The accepted answers to the questions here and here say that it’s all about operator precedence and thus,
cout << i && j ;
is evaluated as
(cout << i) &&j ;
since the precedence of Bitwise-Operators is greater than that of Logical-Operators. (It’s not the bitwise operator here, but it is the symbol itself which is setting the precedence.)
I wonder then why the following code doesn’t output 1:
int x=2, y=1 ;
cout << x>y ;
since the precedence of Relational-Operators is greater than Bitwise-Operators; the last line should get treated as cout << (x>y) ;.
I got a warning that overloaded operator<< has higher precedence than a comparison operator.

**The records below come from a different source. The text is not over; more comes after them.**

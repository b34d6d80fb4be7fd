//! Session-keyed shopping cart.

use axum::extract::{Path, State};
use axum::http::StatusCode;
use axum::Json;
use chrono::{DateTime, Utc};
use serde::{Deserialize, Serialize};
use uuid::Uuid;
use validator::Validate;

use crate::domain::money::Money;
use crate::domain::pricing::price_line_cents;
use crate::error::{internal, not_found, unprocessable, ApiError};
use crate::AppState;

#[derive(Debug, Clone, Serialize, sqlx::FromRow)]
pub struct CartItem {
    pub id: Uuid,
    pub session_id: String,
    pub product_id: Uuid,
    pub weight_grams: i64,
    pub created_at: DateTime<Utc>,
}

#[derive(Debug, Clone, sqlx::FromRow)]
struct CartLineRow {
    id: Uuid,
    product_id: Uuid,
    name: String,
    image_url: Option<String>,
    price_per_kg_cents: Money,
    weight_grams: i64,
}

/// A cart line priced for display.
#[derive(Debug, Clone, Serialize)]
pub struct CartLine {
    pub id: Uuid,
    pub product_id: Uuid,
    pub name: String,
    pub image_url: Option<String>,
    pub price_per_kg_cents: Money,
    pub weight_grams: i64,
    pub line_total_cents: Money,
}

#[derive(Debug, Serialize)]
pub struct CartResponse {
    pub items: Vec<CartLine>,
    pub subtotal_cents: Money,
}

pub async fn list(
    State(s): State<AppState>,
    Path(session): Path<String>,
) -> Result<Json<CartResponse>, ApiError> {
    let rows = sqlx::query_as::<_, CartLineRow>(
        "SELECT c.id, c.product_id, p.name, p.image_url, p.price_per_kg_cents, c.weight_grams
         FROM cart_items c
         JOIN products p ON p.id = c.product_id
         WHERE c.session_id = $1
         ORDER BY c.created_at",
    )
    .bind(&session)
    .fetch_all(&s.db)
    .await
    .map_err(internal)?;

    let items: Vec<CartLine> = rows
        .into_iter()
        .map(|row| {
            let line_total = price_line_cents(row.price_per_kg_cents, row.weight_grams);
            CartLine {
                id: row.id,
                product_id: row.product_id,
                name: row.name,
                image_url: row.image_url,
                price_per_kg_cents: row.price_per_kg_cents,
                weight_grams: row.weight_grams,
                line_total_cents: line_total,
            }
        })
        .collect();
    let subtotal = items.iter().map(|i| i.line_total_cents).sum();

    Ok(Json(CartResponse { items, subtotal_cents: subtotal }))
}

#[derive(Debug, Deserialize, Validate)]
pub struct AddToCartRequest {
    pub product_id: Uuid,
    #[validate(range(min = 1))]
    pub weight_grams: i64,
}

/// Re-adding a product merges weights into the existing line.
pub async fn add(
    State(s): State<AppState>,
    Path(session): Path<String>,
    Json(r): Json<AddToCartRequest>,
) -> Result<(StatusCode, Json<CartItem>), ApiError> {
    r.validate().map_err(|e| unprocessable(e.to_string()))?;

    let item = sqlx::query_as::<_, CartItem>(
        "INSERT INTO cart_items (id, session_id, product_id, weight_grams, created_at)
         VALUES ($1, $2, $3, $4, NOW())
         ON CONFLICT (session_id, product_id)
         DO UPDATE SET weight_grams = cart_items.weight_grams + EXCLUDED.weight_grams
         RETURNING *",
    )
    .bind(Uuid::now_v7())
    .bind(&session)
    .bind(r.product_id)
    .bind(r.weight_grams)
    .fetch_one(&s.db)
    .await
    .map_err(internal)?;

    Ok((StatusCode::CREATED, Json(item)))
}

#[derive(Debug, Deserialize, Validate)]
pub struct UpdateWeightRequest {
    #[validate(range(min = 1))]
    pub weight_grams: i64,
}

pub async fn update_weight(
    State(s): State<AppState>,
    Path((session, id)): Path<(String, Uuid)>,
    Json(r): Json<UpdateWeightRequest>,
) -> Result<Json<CartItem>, ApiError> {
    r.validate().map_err(|e| unprocessable(e.to_string()))?;

    sqlx::query_as::<_, CartItem>(
        "UPDATE cart_items SET weight_grams = $3
         WHERE id = $1 AND session_id = $2
         RETURNING *",
    )
    .bind(id)
    .bind(&session)
    .bind(r.weight_grams)
    .fetch_optional(&s.db)
    .await
    .map_err(internal)?
    .map(Json)
    .ok_or_else(|| not_found("item"))
}

pub async fn remove(
    State(s): State<AppState>,
    Path((session, id)): Path<(String, Uuid)>,
) -> Result<StatusCode, ApiError> {
    sqlx::query("DELETE FROM cart_items WHERE id = $1 AND session_id = $2")
        .bind(id)
        .bind(&session)
        .execute(&s.db)
        .await
        .map_err(internal)?;
    Ok(StatusCode::NO_CONTENT)
}

pub async fn clear(
    State(s): State<AppState>,
    Path(session): Path<String>,
) -> Result<StatusCode, ApiError> {
    sqlx::query("DELETE FROM cart_items WHERE session_id = $1")
        .bind(&session)
        .execute(&s.db)
        .await
        .map_err(internal)?;
    Ok(StatusCode::NO_CONTENT)
}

What is the precedence of overloaded operator<< in comparison to all other existing operators?
>Solution :
someone tell what is the precedence of overloaded operator << in comparison to all other existing operators?
The inserter << has higher precedence than the relational operator<, operator> etc. Refer to operator precedence.
This means that cout << x>y is grouped as(and not evaluated as):
(cout << x)>y;
Now, cout << x returns a reference to cout which is then used as the left hand operand of operator>. But since there is no overloaded operator> that takes cout as left hand operand and int as right hand operand you get the error saying exactly that:
error: no match for ‘operator>’ (operand types are ‘std::basic_ostream’ and ‘int’)
Note
Additionally, in your question you’ve used the phrase "is evaluated as" which is incorrect. The correct phrase would be "is grouped as".